One widow faces having to pay thousands of pounds to access the money from her late husband's Premium Bonds savings.

Mrs Jones*, whose name has been changed, lost her husband of 60 years last year after being diagnosed with a terminal illness reports GB News. The couple had each invested money into Premium Bonds during their lifetime, and at the time of his death, Mr Jones had £48,000 in the Government-backed saving scheme.

Her late husband had left everything he had to Mrs Jones and as the sole beneficiary and executor of her husband’s will, she believed she would be able to get the cash. However, as the Premium Bonds holding exceeds £5,000, Mrs Jones will need to apply for a "Grant of Probate" due to National Savings & Investment (NS&I) rules. This is a legal document that's sometimes needed to access bank accounts, sell assets and settle debts after someone has died.

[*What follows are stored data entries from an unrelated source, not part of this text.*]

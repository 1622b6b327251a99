//! Annotation format support: codecs, the registry, and import/export
//! orchestration.

pub mod codecs;
pub mod error;
pub mod io;
pub mod registry;
pub mod traits;

pub use codecs::{CsvCodec, JsonCodec, PascalVocCodec, YoloCodec};
pub use error::FormatError;
pub use io::{
    ExportOutcome, ImportOptions, ImportOutcome, OperationReport, OperationType,
    export_annotations, import_annotations,
};
pub use registry::CodecRegistry;
pub use traits::{AnnotationCodec, CancelFlag, DecodedBatch, EncodedBatch, ErrorEntry};
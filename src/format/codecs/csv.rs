//! CSV format implementation.
//!
//! Single file with the header `image,category,color,xMin,yMin,xMax,yMax`,
//! box shapes only. Export flattens nested parts into top-level rows,
//! depth-first, so the structure is lossy but every box survives; polygons
//! are skipped with an error entry each. Row order is fully deterministic:
//! image name order, then forest order.
//!
//! Records are validated field by field instead of deserialized, so every
//! bad row gets its own line-numbered error entry.

use std::collections::BTreeMap;

use csv::{ReaderBuilder, StringRecord, Writer};

use crate::color_utils;
use crate::format::codecs::format_coord;
use crate::format::error::FormatError;
use crate::format::traits::{AnnotationCodec, CancelFlag, DecodedBatch, EncodedBatch};
use crate::model::{
    AnnotationSet, Category, ImageAnnotation, ImageIndex, ImageMetaData, Rect, ShapeData,
};

/// Default document name used when encoding.
pub const CSV_FILE: &str = "annotations.csv";

const HEADER: [&str; 7] = ["image", "category", "color", "xMin", "yMin", "xMax", "yMax"];

/// CSV format.
pub struct CsvCodec;

impl AnnotationCodec for CsvCodec {
    fn id(&self) -> &'static str {
        "csv"
    }

    fn display_name(&self) -> &'static str {
        "CSV"
    }

    fn extensions(&self) -> &[&'static str] {
        &["csv"]
    }

    fn supports_polygons(&self) -> bool {
        false
    }

    fn supports_parts(&self) -> bool {
        false
    }

    fn per_image(&self) -> bool {
        false
    }

    fn decode(
        &self,
        files: &BTreeMap<String, String>,
        images: &ImageIndex,
        _cancel: &CancelFlag,
    ) -> Result<DecodedBatch, FormatError> {
        let mut batch = DecodedBatch::new();
        let Some((document, content)) = files.iter().next() else {
            return Ok(batch);
        };

        let mut reader = ReaderBuilder::new()
            .flexible(true)
            .from_reader(content.as_bytes());

        match reader.headers() {
            Ok(headers) if headers.iter().eq(HEADER) => {}
            Ok(headers) => {
                batch.add_error(
                    document,
                    format!(
                        "Invalid header: expected {}, found {}",
                        HEADER.join(","),
                        headers.iter().collect::<Vec<_>>().join(",")
                    ),
                );
                return Ok(batch);
            }
            Err(e) => {
                batch.add_error(document, format!("Corrupt CSV file: {e}"));
                return Ok(batch);
            }
        }

        let mut by_image: BTreeMap<String, (ImageMetaData, Vec<ShapeData>)> = BTreeMap::new();

        for (index, result) in reader.records().enumerate() {
            // Header is line 1, first record line 2.
            let line = index + 2;
            let record = match result {
                Ok(record) => record,
                Err(e) => {
                    batch.add_error(document, format!("Line {line}: {e}"));
                    continue;
                }
            };
            match decode_row(&record, images, &mut batch) {
                Ok((meta, shape)) => {
                    batch.success_count += 1;
                    by_image
                        .entry(meta.file_name.clone())
                        .or_insert_with(|| (meta, Vec::new()))
                        .1
                        .push(shape);
                }
                Err(message) => batch.add_error(document, format!("Line {line}: {message}")),
            }
        }

        for (_, (meta, shapes)) in by_image {
            batch.annotations.push(ImageAnnotation::new(meta, shapes));
        }

        log::info!(
            "Imported {} CSV rows ({} errors)",
            batch.success_count,
            batch.errors.len()
        );
        Ok(batch)
    }

    fn encode(&self, set: &AnnotationSet) -> Result<EncodedBatch, FormatError> {
        let mut batch = EncodedBatch::new();

        let mut writer = Writer::from_writer(Vec::new());
        writer.write_record(HEADER)?;

        for (file_name, annotation) in set.iter() {
            for shape in &annotation.shapes {
                write_shape(&mut writer, shape, file_name, set, &mut batch)?;
            }
        }

        let bytes = writer
            .into_inner()
            .map_err(|e| FormatError::invalid_format(e.to_string()))?;
        let content = String::from_utf8(bytes)
            .map_err(|_| FormatError::invalid_format("Invalid UTF-8 in CSV"))?;
        batch.add_file(CSV_FILE, content);

        log::info!(
            "Exported {} shapes as CSV rows ({} unrepresentable)",
            batch.shapes_encoded,
            batch.errors.len()
        );
        Ok(batch)
    }
}

fn decode_row(
    record: &StringRecord,
    images: &ImageIndex,
    batch: &mut DecodedBatch,
) -> Result<(ImageMetaData, ShapeData), String> {
    if record.len() != HEADER.len() {
        return Err(format!(
            "expected {} columns, found {}",
            HEADER.len(),
            record.len()
        ));
    }

    let image = &record[0];
    let Some(meta) = images.get(image) else {
        return Err(format!(
            "Image file {image} does not belong to the currently loaded image files."
        ));
    };

    let category = record[1].trim();
    if category.is_empty() {
        return Err("missing category".to_string());
    }

    let color_cell = record[2].trim();
    let color = if color_cell.is_empty() {
        color_utils::default_category_color(batch.categories.len())
    } else {
        color_utils::parse_hex(color_cell)
            .ok_or_else(|| format!("malformed color value: {color_cell}"))?
    };

    let mut values = [0.0f64; 4];
    for (i, column) in HEADER[3..].iter().enumerate() {
        let cell = record[i + 3].trim();
        values[i] = cell
            .parse()
            .map_err(|_| format!("invalid numeric value for {column}: {cell}"))?;
    }

    let bounds = Rect::new(values[0], values[1], values[2], values[3]);
    if !bounds.is_ordered() {
        return Err("invalid bounding-box coordinates (min must be less than max)".to_string());
    }
    if !bounds.is_within(f64::from(meta.width), f64::from(meta.height)) {
        return Err("bounding-box coordinates outside image bounds".to_string());
    }

    batch.add_category(Category::new(category, color));
    Ok((meta.clone(), ShapeData::new_box(category, bounds)))
}

/// Write a shape tree as flat rows, parent before parts.
fn write_shape(
    writer: &mut Writer<Vec<u8>>,
    shape: &ShapeData,
    image: &str,
    set: &AnnotationSet,
    batch: &mut EncodedBatch,
) -> Result<(), FormatError> {
    match shape {
        ShapeData::Box { bounds, .. } => {
            let color = set
                .categories()
                .get(shape.category())
                .map(|c| color_utils::to_hex(c.color))
                .unwrap_or_default();
            let coords = [bounds.x_min, bounds.y_min, bounds.x_max, bounds.y_max]
                .map(format_coord);
            writer.write_record([
                image,
                shape.category(),
                color.as_str(),
                coords[0].as_str(),
                coords[1].as_str(),
                coords[2].as_str(),
                coords[3].as_str(),
            ])?;
            batch.shapes_encoded += 1;
        }
        ShapeData::Polygon { .. } => {
            batch.add_error(
                image,
                format!(
                    "Polygon shape '{}' cannot be represented in CSV format.",
                    shape.category()
                ),
            );
        }
    }
    for part in shape.parts() {
        write_shape(writer, part, image, set, batch)?;
    }
    Ok(())
}
//! Color utility functions shared across the crate.
//!
//! Category colors are stored as RGB triples and serialized as lowercase
//! `#rrggbb` strings in the JSON and CSV formats. Categories created during
//! import without an explicit color get a deterministic default from the
//! golden-angle palette.

/// Convert HSV to RGB.
///
/// # Arguments
/// * `h` - Hue in degrees (0-360)
/// * `s` - Saturation (0.0-1.0)
/// * `v` - Value/brightness (0.0-1.0)
///
/// # Returns
/// RGB tuple with values in range 0.0-1.0
pub fn hsv_to_rgb(h: f32, s: f32, v: f32) -> (f32, f32, f32) {
    let c = v * s;
    let x = c * (1.0 - ((h / 60.0) % 2.0 - 1.0).abs());
    let m = v - c;

    let (r, g, b) = if h < 60.0 {
        (c, x, 0.0)
    } else if h < 120.0 {
        (x, c, 0.0)
    } else if h < 180.0 {
        (0.0, c, x)
    } else if h < 240.0 {
        (0.0, x, c)
    } else if h < 300.0 {
        (x, 0.0, c)
    } else {
        (c, 0.0, x)
    };

    (r + m, g + m, b + m)
}

/// Deterministic default color for the n-th category created without one.
///
/// Uses the golden angle to spread hues so consecutive categories stay
/// visually distinct.
pub fn default_category_color(index: usize) -> [u8; 3] {
    let hue = (index as f32 * 137.508) % 360.0;
    let (r, g, b) = hsv_to_rgb(hue, 0.7, 0.9);
    [(r * 255.0) as u8, (g * 255.0) as u8, (b * 255.0) as u8]
}

/// Format an RGB triple as a lowercase `#rrggbb` string.
pub fn to_hex(color: [u8; 3]) -> String {
    format!("#{:02x}{:02x}{:02x}", color[0], color[1], color[2])
}

/// Parse a `#rrggbb` string into an RGB triple.
///
/// Returns None for anything that is not exactly `#` followed by six hex
/// digits. Uppercase digits are accepted.
pub fn parse_hex(s: &str) -> Option<[u8; 3]> {
    let rest = s.strip_prefix('#')?;
    if rest.len() != 6 || !rest.is_ascii() {
        return None;
    }
    let r = u8::from_str_radix(&rest[0..2], 16).ok()?;
    let g = u8::from_str_radix(&rest[2..4], 16).ok()?;
    let b = u8::from_str_radix(&rest[4..6], 16).ok()?;
    Some([r, g, b])
}

#[cfg(test)]
mod tests {
    use super::*;

    #[test]
    fn test_hsv_to_rgb_red() {
        let (r, g, b) = hsv_to_rgb(0.0, 1.0, 1.0);
        assert!((r - 1.0).abs() < 0.01);
        assert!(g.abs() < 0.01);
        assert!(b.abs() < 0.01);
    }

    #[test]
    fn test_hsv_to_rgb_green() {
        let (r, g, b) = hsv_to_rgb(120.0, 1.0, 1.0);
        assert!(r.abs() < 0.01);
        assert!((g - 1.0).abs() < 0.01);
        assert!(b.abs() < 0.01);
    }

    #[test]
    fn test_hex_roundtrip() {
        let color = [128, 64, 192];
        assert_eq!(to_hex(color), "#8040c0");
        assert_eq!(parse_hex("#8040c0"), Some(color));
        assert_eq!(parse_hex("#8040C0"), Some(color));
    }

    #[test]
    fn test_parse_hex_rejects_malformed() {
        assert_eq!(parse_hex("8040c0"), None);
        assert_eq!(parse_hex("#8040c"), None);
        assert_eq!(parse_hex("#8040c0ff"), None);
        assert_eq!(parse_hex("#80g0c0"), None);
        assert_eq!(parse_hex(""), None);
    }

    #[test]
    fn test_default_colors_distinct() {
        let a = default_category_color(0);
        let b = default_category_color(1);
        let c = default_category_color(2);
        assert_ne!(a, b);
        assert_ne!(b, c);
        // Same index always yields the same color.
        assert_eq!(a, default_category_color(0));
    }
}
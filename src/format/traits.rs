//! Trait definitions for annotation codec implementations.

use std::collections::BTreeMap;
use std::sync::Arc;
use std::sync::atomic::{AtomicBool, Ordering};

use crate::format::error::FormatError;
use crate::model::{AnnotationSet, Category, ImageAnnotation, ImageIndex};

/// One validation problem, attributed to the source that produced it.
///
/// Entries sort by (source, description) so consolidated reports are
/// deterministic regardless of processing order.
#[derive(Debug, Clone, PartialEq, Eq, PartialOrd, Ord)]
pub struct ErrorEntry {
    /// Identifier of the offending source: an annotation file name, an
    /// image file name, or the document name for single-file formats.
    pub source: String,
    /// Human-readable description of the problem.
    pub description: String,
}

impl ErrorEntry {
    pub fn new(source: impl Into<String>, description: impl Into<String>) -> Self {
        Self {
            source: source.into(),
            description: description.into(),
        }
    }
}

/// Cooperative cancellation flag shared between a caller and a running
/// import/export operation.
///
/// Cancellation is checked between files, never mid-file: a file is always
/// parsed or written to completion. A cancelled operation still returns a
/// well-formed partial report covering the files it finished.
#[derive(Debug, Clone, Default)]
pub struct CancelFlag(Arc<AtomicBool>);

impl CancelFlag {
    pub fn new() -> Self {
        Self::default()
    }

    /// Request cancellation of the running operation.
    pub fn cancel(&self) {
        self.0.store(true, Ordering::Relaxed);
    }

    pub fn is_cancelled(&self) -> bool {
        self.0.load(Ordering::Relaxed)
    }
}

/// Result of decoding a batch of in-memory files.
#[derive(Debug, Default)]
pub struct DecodedBatch {
    /// Successfully parsed per-image annotations.
    pub annotations: Vec<ImageAnnotation>,
    /// Categories discovered during parsing, in first-seen order.
    pub categories: Vec<Category>,
    /// Validation problems, one entry per dropped source/item.
    pub errors: Vec<ErrorEntry>,
    /// Number of codec-defined items parsed successfully (files for
    /// per-image formats, entries for JSON, rows for CSV).
    pub success_count: usize,
}

impl DecodedBatch {
    pub fn new() -> Self {
        Self::default()
    }

    pub fn add_error(&mut self, source: impl Into<String>, description: impl Into<String>) {
        self.errors.push(ErrorEntry::new(source, description));
    }

    /// Register a category if it is not already known, preserving
    /// first-seen order.
    pub fn add_category(&mut self, category: Category) {
        if !self.categories.iter().any(|c| c.name == category.name) {
            self.categories.push(category);
        }
    }

    /// A syntactically valid source that contained nothing: zero
    /// annotations and zero errors. Callers surface this differently from
    /// a parse failure (which carries an error entry).
    pub fn is_empty(&self) -> bool {
        self.annotations.is_empty() && self.errors.is_empty()
    }
}

/// Result of encoding an annotation set to in-memory files.
#[derive(Debug, Default)]
pub struct EncodedBatch {
    /// Filename -> file content, in deterministic name order.
    pub files: BTreeMap<String, String>,
    /// Number of shapes written out.
    pub shapes_encoded: usize,
    /// Shapes the format could not represent, one entry each.
    pub errors: Vec<ErrorEntry>,
}

impl EncodedBatch {
    pub fn new() -> Self {
        Self::default()
    }

    pub fn add_file(&mut self, name: impl Into<String>, content: impl Into<String>) {
        self.files.insert(name.into(), content.into());
    }

    pub fn add_error(&mut self, source: impl Into<String>, description: impl Into<String>) {
        self.errors.push(ErrorEntry::new(source, description));
    }
}

/// A paired reader/writer for one on-disk annotation format.
///
/// Codecs are pure transformations between in-memory file-content maps and
/// the model; all file I/O belongs to the orchestrator in
/// [`crate::format::io`]. Validation failures go into the batch's error
/// list; `Err` is reserved for hard failures.
pub trait AnnotationCodec: Send + Sync {
    /// Unique identifier (e.g. "voc", "yolo", "json", "csv").
    fn id(&self) -> &'static str;

    /// Human-readable name for display.
    fn display_name(&self) -> &'static str;

    /// File extensions the format's annotation files use.
    fn extensions(&self) -> &[&'static str];

    /// Whether this format can represent polygon shapes.
    fn supports_polygons(&self) -> bool;

    /// Whether this format can represent nested part shapes.
    fn supports_parts(&self) -> bool;

    /// Whether the format is a directory of per-image files (true) or a
    /// single document covering the whole set (false).
    fn per_image(&self) -> bool;

    /// Auxiliary file names the format requires alongside per-image files
    /// (e.g. YOLO's `object.data`).
    fn auxiliary_files(&self) -> &[&'static str] {
        &[]
    }

    /// Decode annotations from file contents.
    ///
    /// `files` maps file names (not paths) to contents. `images` is the
    /// set of currently loaded images used for cross-referencing. The
    /// cancel flag is checked between files for per-image formats.
    fn decode(
        &self,
        files: &BTreeMap<String, String>,
        images: &ImageIndex,
        cancel: &CancelFlag,
    ) -> Result<DecodedBatch, FormatError>;

    /// Encode an annotation set to file contents.
    fn encode(&self, set: &AnnotationSet) -> Result<EncodedBatch, FormatError>;
}
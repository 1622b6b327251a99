//! Format implementations.

pub mod csv;
pub mod json;
pub mod pascal_voc;
pub mod yolo;

#[cfg(test)]
mod tests;

pub use csv::CsvCodec;
pub use json::JsonCodec;
pub use pascal_voc::PascalVocCodec;
pub use yolo::YoloCodec;

/// Render a coordinate the way annotation files conventionally carry them:
/// whole values without a fractional part, everything else as the shortest
/// exact decimal.
pub(crate) fn format_coord(value: f64) -> String {
    if value.fract() == 0.0 && value.abs() < 1e15 {
        format!("{}", value as i64)
    } else {
        format!("{value}")
    }
}
//! Per-image annotations and the whole-set aggregate.

use std::collections::BTreeMap;

use crate::model::category::{Category, CategoryError, CategoryRegistry};
use crate::model::shape::ShapeData;

/// Metadata about a single image in the loaded folder.
///
/// Width and height are always the display dimensions after EXIF
/// orientation correction; all shape coordinates are expressed in that
/// frame.
#[derive(Debug, Clone, PartialEq, Eq)]
pub struct ImageMetaData {
    /// The filename of the image (e.g. "image001.jpg").
    pub file_name: String,
    /// Image width in pixels, post-orientation-correction.
    pub width: u32,
    /// Image height in pixels, post-orientation-correction.
    pub height: u32,
    /// Whether an EXIF orientation correction was applied to the raw
    /// dimensions.
    pub orientation_applied: bool,
}

impl ImageMetaData {
    /// Metadata for an image whose stored dimensions are already correct.
    pub fn new(file_name: &str, width: u32, height: u32) -> Self {
        Self {
            file_name: file_name.to_string(),
            width,
            height,
            orientation_applied: false,
        }
    }

    /// Metadata from raw file dimensions plus an EXIF orientation value.
    ///
    /// Orientations 5-8 imply a 90 or 270 degree rotation, so width and
    /// height are swapped relative to the raw file.
    pub fn from_raw(file_name: &str, raw_width: u32, raw_height: u32, orientation: u32) -> Self {
        let rotated = (5..=8).contains(&orientation);
        let (width, height) = if rotated {
            (raw_height, raw_width)
        } else {
            (raw_width, raw_height)
        };
        Self {
            file_name: file_name.to_string(),
            width,
            height,
            orientation_applied: rotated,
        }
    }

    /// Filename without its extension, used by the YOLO codec to pair
    /// annotation files with images.
    pub fn stem(&self) -> &str {
        self.file_name
            .rsplit_once('.')
            .map(|(base, _)| base)
            .unwrap_or(&self.file_name)
    }
}

/// Read-only index of the currently loaded images, keyed by file name.
///
/// Codecs consult it to validate that parsed entries belong to a loaded
/// image and to resolve YOLO's stem-based file matching. The core never
/// decodes images itself; the caller supplies this index.
#[derive(Debug, Clone, Default)]
pub struct ImageIndex {
    by_name: BTreeMap<String, ImageMetaData>,
}

impl ImageIndex {
    pub fn new() -> Self {
        Self::default()
    }

    pub fn insert(&mut self, meta: ImageMetaData) {
        self.by_name.insert(meta.file_name.clone(), meta);
    }

    pub fn len(&self) -> usize {
        self.by_name.len()
    }

    pub fn is_empty(&self) -> bool {
        self.by_name.is_empty()
    }

    pub fn contains(&self, file_name: &str) -> bool {
        self.by_name.contains_key(file_name)
    }

    pub fn get(&self, file_name: &str) -> Option<&ImageMetaData> {
        self.by_name.get(file_name)
    }

    /// All loaded images whose filename stem matches, in name order.
    pub fn matches_for_stem(&self, stem: &str) -> Vec<&ImageMetaData> {
        self.by_name.values().filter(|m| m.stem() == stem).collect()
    }

    pub fn iter(&self) -> impl Iterator<Item = &ImageMetaData> {
        self.by_name.values()
    }
}

impl FromIterator<ImageMetaData> for ImageIndex {
    fn from_iter<T: IntoIterator<Item = ImageMetaData>>(iter: T) -> Self {
        let mut index = Self::new();
        for meta in iter {
            index.insert(meta);
        }
        index
    }
}

/// Annotations for one image: metadata plus the top-level shape forest.
#[derive(Debug, Clone, PartialEq)]
pub struct ImageAnnotation {
    pub meta: ImageMetaData,
    pub shapes: Vec<ShapeData>,
}

impl ImageAnnotation {
    pub fn new(meta: ImageMetaData, shapes: Vec<ShapeData>) -> Self {
        Self { meta, shapes }
    }

    /// Total number of shapes including nested parts.
    pub fn shape_count(&self) -> usize {
        self.shapes.iter().map(ShapeData::node_count).sum()
    }
}

/// The full annotation state: a sparse per-image map, the category
/// registry, and per-category shape counts.
///
/// The map is sparse by contract: an image with zero shapes has no entry,
/// so `contains_annotations` is just a key lookup. Counts cover every Box
/// and Polygon node including nested parts and are maintained incrementally
/// by [`insert_image`](Self::insert_image) and friends; only
/// [`recount`](Self::recount) performs a full rescan (used after bulk
/// merges).
#[derive(Debug, Clone, Default, PartialEq)]
pub struct AnnotationSet {
    annotations: BTreeMap<String, ImageAnnotation>,
    categories: CategoryRegistry,
    shape_counts: BTreeMap<String, usize>,
}

impl AnnotationSet {
    pub fn new() -> Self {
        Self::default()
    }

    pub fn len(&self) -> usize {
        self.annotations.len()
    }

    pub fn is_empty(&self) -> bool {
        self.annotations.is_empty()
    }

    pub fn categories(&self) -> &CategoryRegistry {
        &self.categories
    }

    pub fn get(&self, file_name: &str) -> Option<&ImageAnnotation> {
        self.annotations.get(file_name)
    }

    /// Whether the image currently has any shapes.
    pub fn contains_annotations(&self, file_name: &str) -> bool {
        self.annotations.contains_key(file_name)
    }

    /// Iterate annotations in file-name order.
    pub fn iter(&self) -> impl Iterator<Item = (&String, &ImageAnnotation)> {
        self.annotations.iter()
    }

    /// Number of shapes assigned to a category, nested parts included.
    pub fn shape_count(&self, category: &str) -> usize {
        self.shape_counts.get(category).copied().unwrap_or(0)
    }

    /// Total shape count across the whole set.
    pub fn total_shape_count(&self) -> usize {
        self.shape_counts.values().sum()
    }

    /// Register a category. Returns false if the name is already taken.
    pub fn add_category(&mut self, category: Category) -> bool {
        self.categories.add(category)
    }

    /// Ensure a category exists, creating it with a default color.
    pub fn ensure_category(&mut self, name: &str) {
        self.categories.get_or_create(name);
    }

    /// Replace the whole entry for an image.
    ///
    /// This is the edit-commit contract: the image's previous shape forest
    /// is discarded, counts are adjusted incrementally, and an empty forest
    /// removes the entry (sparse map). Categories referenced by the new
    /// shapes are created on demand.
    pub fn insert_image(&mut self, annotation: ImageAnnotation) {
        if let Some(old) = self.annotations.remove(&annotation.meta.file_name) {
            self.subtract_counts(&old);
        }
        if annotation.shapes.is_empty() {
            return;
        }
        self.add_counts(&annotation);
        for shape in &annotation.shapes {
            shape.visit(&mut |s| {
                self.categories.get_or_create(s.category());
            });
        }
        self.annotations
            .insert(annotation.meta.file_name.clone(), annotation);
    }

    /// Remove an image's annotations entirely.
    pub fn remove_image(&mut self, file_name: &str) -> Option<ImageAnnotation> {
        let removed = self.annotations.remove(file_name);
        if let Some(ann) = &removed {
            self.subtract_counts(ann);
        }
        removed
    }

    /// Rename a category in the registry and in every shape referencing it.
    pub fn rename_category(&mut self, from: &str, to: &str) -> Result<(), CategoryError> {
        self.categories.rename(from, to)?;
        if from == to {
            return Ok(());
        }
        for annotation in self.annotations.values_mut() {
            for shape in &mut annotation.shapes {
                shape.rename_category(from, to);
            }
        }
        if let Some(count) = self.shape_counts.remove(from) {
            *self.shape_counts.entry(to.to_string()).or_insert(0) += count;
        }
        Ok(())
    }

    /// Drop all annotations, categories, and counts.
    pub fn clear(&mut self) {
        self.annotations.clear();
        self.categories.clear();
        self.shape_counts.clear();
    }

    /// Merge a decoded batch into this set.
    ///
    /// Categories reconcile by exact name: an existing category keeps its
    /// color, new ones are appended in batch order. Per-image entries are
    /// replaced wholesale. Counts are rebuilt with a single rescan, the one
    /// place a full recount is allowed.
    pub fn merge(&mut self, categories: Vec<Category>, annotations: Vec<ImageAnnotation>) {
        for category in categories {
            self.categories.add(category);
        }
        for annotation in annotations {
            if annotation.shapes.is_empty() {
                continue;
            }
            for shape in &annotation.shapes {
                shape.visit(&mut |s| {
                    self.categories.get_or_create(s.category());
                });
            }
            self.annotations
                .insert(annotation.meta.file_name.clone(), annotation);
        }
        self.recount();
    }

    /// Rebuild the per-category counts from scratch.
    pub fn recount(&mut self) {
        self.shape_counts.clear();
        let mut counts: BTreeMap<String, usize> = BTreeMap::new();
        for annotation in self.annotations.values() {
            for shape in &annotation.shapes {
                shape.visit(&mut |s| {
                    *counts.entry(s.category().to_string()).or_insert(0) += 1;
                });
            }
        }
        self.shape_counts = counts;
    }

    fn add_counts(&mut self, annotation: &ImageAnnotation) {
        for shape in &annotation.shapes {
            shape.visit(&mut |s| {
                *self
                    .shape_counts
                    .entry(s.category().to_string())
                    .or_insert(0) += 1;
            });
        }
    }

    fn subtract_counts(&mut self, annotation: &ImageAnnotation) {
        for shape in &annotation.shapes {
            shape.visit(&mut |s| {
                if let Some(count) = self.shape_counts.get_mut(s.category()) {
                    *count = count.saturating_sub(1);
                    if *count == 0 {
                        self.shape_counts.remove(s.category());
                    }
                }
            });
        }
    }
}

The NS&I website says you will need a probate if the savings are more than £5,000. However, in some instances, this can rise to £30,000. To be able to deal with the matter, Mrs Jones looked into hiring a solicitor but has been quoted a whopping £2,669.75 for the work.

Mrs Jones explained: “I’m scared of the costs. I need these savings now to start paying the bills. I am devastated, I have spent our savings on funeral costs. It’s very wrong that a widow can’t do this without losing so much to a solicitor. I don’t understand why you have to forgo so much in savings just to withdraw your own money.”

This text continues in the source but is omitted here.